Commento al Vangelo Martedì della XVI Settimana del Tempo Ordinario - (A) - (Mt 12,46-50) - Don Angelo Busetto
"Chiunque fa la volontà del Padre mio che è nei cieli, egli è per me fratello, sorella e madre"
Autore: Don Angelo Busetto
Martedì 21 luglio 2026
+ San Lorenzo da Brindisi, sacerdote e dottore della Chiesa, Brindisi, 22 luglio 1559 – Lisbona, 22 luglio 1619
+ Santa Prassede di Roma, vergine e martire, II sec.
Vangelo secondo Matteo 12,46-50
In quel tempo, mentre Gesù parlava ancora alla folla, ecco, sua madre e i suoi fratelli stavano fuori e cercavano di parlargli.
Qualcuno gli disse: «Ecco, tua madre e i tuoi fratelli stanno fuori e cercano di parlarti».
Ed egli, rispondendo a chi gli parlava, disse: «Chi è mia madre e chi sono i miei fratelli?».
Poi, tendendo la mano verso i suoi discepoli, disse: «Ecco mia madre e i miei fratelli! Perché chiunque fa la volontà del Padre mio che è nei cieli, egli è per me fratello, sorella e madre».

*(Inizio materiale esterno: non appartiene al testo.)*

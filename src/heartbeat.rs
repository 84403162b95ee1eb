//! Liveness probing for the broker connection.
//!
//! Every heartbeat interval the client checks whether anything arrived since
//! the previous tick. If something did, it clears the flag and sends a
//! `ping`; if nothing did, the peer is considered dead and the transport is
//! torn down. A silent connection is therefore terminated on the second tick
//! after the last inbound frame.
//!
//! [`HeartbeatMonitor`] holds the decision logic and no timers;
//! [`HeartbeatTimer`] is the tokio interval the client driver polls.

use std::time::Duration;
use tokio::time::{Instant, Interval, MissedTickBehavior};

use crate::config::MIN_HEARTBEAT_INTERVAL;

/// Outcome of one heartbeat tick.
#[derive(Debug, Clone, Copy, PartialEq, Eq)]
pub enum Tick {
    /// Monitor not running; nothing to do
    Idle,
    /// Peer was alive; send a ping and wait for the next tick
    Ping,
    /// Nothing arrived for a whole interval; the monitor stopped itself
    Expired,
}

#[derive(Debug)]
pub struct HeartbeatMonitor {
    interval: Duration,
    alive: bool,
    running: bool,
}

impl HeartbeatMonitor {
    pub fn new(interval: Duration) -> Self {
        Self {
            interval,
            alive: false,
            running: false,
        }
    }

    pub fn interval(&self) -> Duration {
        self.interval
    }

    pub fn is_running(&self) -> bool {
        self.running
    }

    pub fn is_alive(&self) -> bool {
        self.alive
    }

    /// Begin a fresh monitoring period. The peer counts as alive.
    pub fn start(&mut self) {
        self.running = true;
        self.alive = true;
    }

    /// Idempotent.
    pub fn stop(&mut self) {
        self.running = false;
    }

    /// Record inbound traffic.
    pub fn mark_alive(&mut self) {
        self.alive = true;
    }

    pub fn tick(&mut self) -> Tick {
        if !self.running {
            return Tick::Idle;
        }
        if !self.alive {
            self.running = false;
            return Tick::Expired;
        }
        self.alive = false;
        Tick::Ping
    }
}

/// Fixed-interval timer backing a [`HeartbeatMonitor`].
///
/// The first tick fires one full interval after [`HeartbeatTimer::start`].
/// Missed ticks are skipped rather than burst.
#[derive(Debug, Default)]
pub struct HeartbeatTimer {
    ticker: Option<Interval>,
}

impl HeartbeatTimer {
    pub fn new() -> Self {
        Self { ticker: None }
    }

    /// (Re)arm the timer. A zero interval is raised to
    /// [`MIN_HEARTBEAT_INTERVAL`].
    pub fn start(&mut self, interval: Duration) {
        let interval = interval.max(MIN_HEARTBEAT_INTERVAL);
        let mut ticker = tokio::time::interval_at(Instant::now() + interval, interval);
        ticker.set_missed_tick_behavior(MissedTickBehavior::Skip);
        self.ticker = Some(ticker);
    }

    pub fn stop(&mut self) {
        self.ticker = None;
    }

    pub fn is_running(&self) -> bool {
        self.ticker.is_some()
    }

    /// Resolve at the next tick; pending forever while stopped.
    pub async fn tick(&mut self) {
        match self.ticker.as_mut() {
            Some(ticker) => {
                ticker.tick().await;
            }
            None => futures::future::pending::<()>().await,
        }
    }
}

UNA FAMIGLIA GRANDE COME IL MONDO
Per trent’anni Gesù vive nella piccola famiglia di Nazaret, inserita nel vasto giro di parentele. Ora l’orizzonte si allarga. Egli non viene a piantare una religione di pratiche esteriori, sacrali o morali, ma si apre al mondo perché ogni persona entri in un nuovo rapporto con lui e con gli altri: fino a costituire una famiglia grande come il mondo. Gesù è il centro di attrattiva e di irradiazione di questa novità, che ci viene donata ogni mattina con il sole che sorge.